Triple-negative breast cancer (TNBC) represents an aggressive breast cancer subtype with limited therapeutic options and poor prognosis. Although single-atom nanozymes (SAzymes) show promise in cancer therapy, their ferroptosis-inducing capability remains limited. Herein, we present a rationally designed iron-based SAzyme with axial chlorine coordination (FeN₄Cl) that integrates catalytic and metabolic functions to enhance ferroptosis in TNBC. The engineered Fe-Cl coordination strategically modulates the d-band center relative to the Fermi level, resulting in significantly enhanced peroxidase-like activity (2.0-fold increase) and glutathione oxidase-like activity (3.2-fold increase) activities compared to conventional FeN₄ structures.

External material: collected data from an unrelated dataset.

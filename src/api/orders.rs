use serde::{Deserialize, Serialize};

use crate::client::ApiClient;
use crate::error::Result;
use crate::models::{CreateOrderForm, Order};

#[derive(Debug, Clone, Serialize, Deserialize)]
pub struct OrderList {
    pub list: Vec<Order>,
}

impl ApiClient {
    /// Orders belonging to the current user.
    pub async fn list_orders(&self) -> Result<OrderList> {
        self.get("/orders").await
    }

    pub async fn create_order(&self, form: &CreateOrderForm) -> Result<Order> {
        self.post("/orders", form).await
    }

    pub async fn order_detail(&self, id: &str) -> Result<Order> {
        self.get(&format!("/orders/{id}")).await
    }

    pub async fn cancel_order(&self, id: &str) -> Result<Order> {
        self.post_empty(&format!("/orders/{id}/cancel")).await
    }
}
#![allow(dead_code)]

use parking_lot::Mutex;
use std::net::SocketAddr;
use std::sync::atomic::{AtomicUsize, Ordering};
use std::sync::Arc;

use lodgr::client::{ApiClient, MemoryTokenStore, NoticeSink, TokenStore};
use lodgr::config::ClientConfig;
use lodgr::mock::{self, MockState};

/// Bind the mock backend on an ephemeral port and serve it in the
/// background for the duration of the test.
pub async fn spawn_mock() -> (SocketAddr, Arc<MockState>) {
    let state = Arc::new(MockState::seeded());
    let listener = tokio::net::TcpListener::bind("127.0.0.1:0").await.unwrap();
    let addr = listener.local_addr().unwrap();
    let serve_state = Arc::clone(&state);
    tokio::spawn(async move {
        mock::serve(listener, serve_state).await.unwrap();
    });
    (addr, state)
}

/// Serve an arbitrary router (for stubbing degenerate backend behavior).
pub async fn spawn_router(router: axum::Router) -> SocketAddr {
    let listener = tokio::net::TcpListener::bind("127.0.0.1:0").await.unwrap();
    let addr = listener.local_addr().unwrap();
    tokio::spawn(async move {
        axum::serve(listener, router).await.unwrap();
    });
    addr
}

pub fn client_config(addr: SocketAddr) -> ClientConfig {
    ClientConfig {
        base_url: format!("http://{addr}/api"),
        timeout_secs: 5,
    }
}

pub fn client_for(
    addr: SocketAddr,
    tokens: Arc<dyn TokenStore>,
    notices: Arc<dyn NoticeSink>,
) -> Arc<ApiClient> {
    Arc::new(ApiClient::new(&client_config(addr), tokens, notices).unwrap())
}

pub fn memory_tokens() -> Arc<MemoryTokenStore> {
    Arc::new(MemoryTokenStore::default())
}

/// Notice sink that records everything for assertions.
#[derive(Debug, Default)]
pub struct RecordingNotices {
    pub successes: Mutex<Vec<String>>,
    pub errors: Mutex<Vec<String>>,
}

impl NoticeSink for RecordingNotices {
    fn success(&self, message: &str) {
        self.successes.lock().push(message.to_string());
    }

    fn error(&self, message: &str) {
        self.errors.lock().push(message.to_string());
    }
}

/// Token store that counts clear calls, for the teardown-exactly-once
/// assertions.
#[derive(Debug, Default)]
pub struct CountingTokenStore {
    inner: MemoryTokenStore,
    clears: AtomicUsize,
}

impl CountingTokenStore {
    pub fn clear_count(&self) -> usize {
        self.clears.load(Ordering::SeqCst)
    }
}

impl TokenStore for CountingTokenStore {
    fn load(&self) -> Option<String> {
        self.inner.load()
    }

    fn save(&self, token: &str) {
        self.inner.save(token);
    }

    fn clear(&self) {
        self.clears.fetch_add(1, Ordering::SeqCst);
        self.inner.clear();
    }
}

Importantly, this electronic modulation triggers NCOA4-mediated ferritinophagy, establishing an autonomous iron supply mechanism that elevates intracellular labile Fe²⁺ levels. The synergistic disruption of redox homeostasis coupled with amplified Fenton reactions creates a potent feedback loop that induces cell death. By incorporating this SAzyme into a red blood cell membrane-based biomimetic delivery system (FeN₄Cl/RBC), we achieved enhanced biocompatibility and tumor targeting. In vivo studies demonstrated significant tumor suppression, presenting a promising approach for developing clinically relevant nanozyme-based therapeutics.